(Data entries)
════════

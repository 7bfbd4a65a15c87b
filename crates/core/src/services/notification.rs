//! Notification dispatcher.
//!
//! Turns an engagement event into a message for the post owner. Both user
//! lookups are best-effort: a failed lookup leaves the corresponding fields
//! empty and the message is still published.

use posts_common::{AppError, AppResult, RequestContext};
use posts_db::entities::Polarity;
use serde::{Deserialize, Serialize};

use crate::services::event_publisher::EventPublisherService;
use crate::services::user_directory::{UserDirectoryRef, UserProfile};

/// What happened to the post.
#[derive(Debug, Clone, Copy, PartialEq, Eq)]
pub enum NoticeKind {
    Comment,
    Like(Polarity),
}

impl NoticeKind {
    /// Tag carried in the published payload.
    #[must_use]
    pub const fn tag(self) -> &'static str {
        match self {
            Self::Comment => "comment",
            Self::Like(_) => "like",
        }
    }

    /// Human-readable message text.
    #[must_use]
    pub fn message(self, from_username: &str) -> String {
        match self {
            Self::Comment => format!("{from_username} commented on your post."),
            Self::Like(Polarity::Positive) => format!("{from_username} liked your post."),
            Self::Like(Polarity::Negative) => format!("{from_username} disliked your post."),
        }
    }
}

/// A pending notification: `from_user_id` acted on a post owned by `to_user_id`.
#[derive(Debug, Clone, Copy, PartialEq, Eq)]
pub struct Notice {
    pub from_user_id: i64,
    pub to_user_id: i64,
    pub kind: NoticeKind,
}

/// Payload published on the notification channel.
#[derive(Debug, Clone, PartialEq, Eq, Serialize, Deserialize)]
#[serde(rename_all = "camelCase")]
pub struct Notification {
    pub message: String,
    pub user_auth_id: String,
    pub notification_type: String,
}

/// Resolves users and publishes notifications.
#[derive(Clone)]
pub struct NotificationDispatcher {
    users: UserDirectoryRef,
    events: EventPublisherService,
    channel: String,
}

impl NotificationDispatcher {
    /// Create a new dispatcher publishing on `channel`.
    #[must_use]
    pub fn new(
        users: UserDirectoryRef,
        events: EventPublisherService,
        channel: impl Into<String>,
    ) -> Self {
        Self {
            users,
            events,
            channel: channel.into(),
        }
    }

    async fn profile(&self, ctx: &RequestContext, user_id: i64) -> UserProfile {
        match self.users.get_user(ctx, user_id).await {
            Ok(profile) => profile,
            Err(e) => {
                tracing::warn!(
                    request_id = %ctx.request_id(),
                    user_id,
                    error = %e,
                    "User lookup failed, notifying with empty profile"
                );
                UserProfile::default()
            }
        }
    }

    /// Resolve both users and build the payload.
    pub async fn build(&self, ctx: &RequestContext, notice: Notice) -> Notification {
        let (from, to) = tokio::join!(
            self.profile(ctx, notice.from_user_id),
            self.profile(ctx, notice.to_user_id),
        );

        Notification {
            message: notice.kind.message(&from.username),
            user_auth_id: to.auth_id,
            notification_type: notice.kind.tag().to_string(),
        }
    }

    /// Build and publish a notification.
    pub async fn deliver(&self, ctx: &RequestContext, notice: Notice) -> AppResult<()> {
        let notification = self.build(ctx, notice).await;
        let payload = serde_json::to_value(&notification)
            .map_err(|e| AppError::Internal(format!("Failed to encode notification: {e}")))?;

        self.events.publish(&self.channel, payload).await?;

        tracing::debug!(
            request_id = %ctx.request_id(),
            to_user_id = notice.to_user_id,
            notification_type = notice.kind.tag(),
            "Notification published"
        );
        Ok(())
    }
}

════════

The entries above are to be copied word for word.

*Result for this task*.
repository 7bfbd4a65a15c87b
filename crates/core/src/services/notification.rs
//! Notification dispatcher.
//!
//! Turns an engagement event into a message for the post owner. Both user
//! lookups are best-effort: a failed lookup leaves the corresponding fields
//! empty and the message is still published.

use posts_common::{AppError, AppResult, RequestContext};
use posts_db::entities::Polarity;
use serde::{Deserialize, Serialize};

use crate::services::event_publisher::EventPublisherService;
use crate::services::user_directory::{UserDirectoryRef, UserProfile};

/// What happened to the post.
#[derive(Debug, Clone, Copy, PartialEq, Eq)]
pub enum NoticeKind {
    Comment,
    Like(Polarity),
}

impl NoticeKind {
    /// Tag carried in the published payload.
    #[must_use]
    pub const fn tag(self) -> &'static str {
        match self {
            Self::Comment => "comment",
            Self::Like(_) => "like",
        }
    }

    /// Human-readable message text.
    #[must_use]
    pub fn message(self, from_username: &str) -> String {
        match self {
            Self::Comment => format!("{from_username} commented on your post."),
            Self::Like(Polarity::Positive) => format!("{from_username} liked your post."),
            Self::Like(Polarity::Negative) => format!("{from_username} disliked your post."),
        }
    }
}

/// A pending notification: `from_user_id` acted on a post owned by `to_user_id`.
#[derive(Debug, Clone, Copy, PartialEq, Eq)]
pub struct Notice {
    pub from_user_id: i64,
    pub to_user_id: i64,
    pub kind: NoticeKind,
}

/// Payload published on the notification channel.
#[derive(Debug, Clone, PartialEq, Eq, Serialize, Deserialize)]
#[serde(rename_all = "camelCase")]
pub struct Notification {
    pub message: String,
    pub user_auth_id: String,
    pub notification_type: String,
}

/// Resolves users and publishes notifications.
#[derive(Clone)]
pub struct NotificationDispatcher {
    users: UserDirectoryRef,
    events: EventPublisherService,
    channel: String,
}

impl NotificationDispatcher {
    /// Create a new dispatcher publishing on `channel`.
    #[must_use]
    pub fn new(
        users: UserDirectoryRef,
        events: EventPublisherService,
        channel: impl Into<String>,
    ) -> Self {
        Self {
            users,
            events,
            channel: channel.into(),
        }
    }

    async fn profile(&self, ctx: &RequestContext, user_id: i64) -> UserProfile {
        match self.users.get_user(ctx, user_id).await {
            Ok(profile) => profile,
            Err(e) => {
                tracing::warn!(
                    request_id = %ctx.request_id(),
                    user_id,
                    error = %e,
                    "User lookup failed, notifying with empty profile"
                );
                UserProfile::default()
            }
        }
    }

    /// Resolve both users and build the payload.
    pub async fn build(&self, ctx: &RequestContext, notice: Notice) -> Notification {
        let (from, to) = tokio::join!(
            self.profile(ctx, notice.from_user_id),
            self.profile(ctx, notice.to_user_id),
        );

        Notification {
            message: notice.kind.message(&from.username),
            user_auth_id: to.auth_id,
            notification_type: notice.kind.tag().to_string(),
        }
    }

    /// Build and publish a notification.
    pub async fn deliver(&self, ctx: &RequestContext, notice: Notice) -> AppResult<()> {
        let notification = self.build(ctx, notice).await;
        let payload = serde_json::to_value(&notification)
            .map_err(|e| AppError::Internal(format!("Failed to encode notification: {e}")))?;

        self.events.publish(&self.channel, payload).await?;

        tracing::debug!(
            request_id = %ctx.request_id(),
            to_user_id = notice.to_user_id,
            notification_type = notice.kind.tag(),
            "Notification published"
        );
        Ok(())
    }
}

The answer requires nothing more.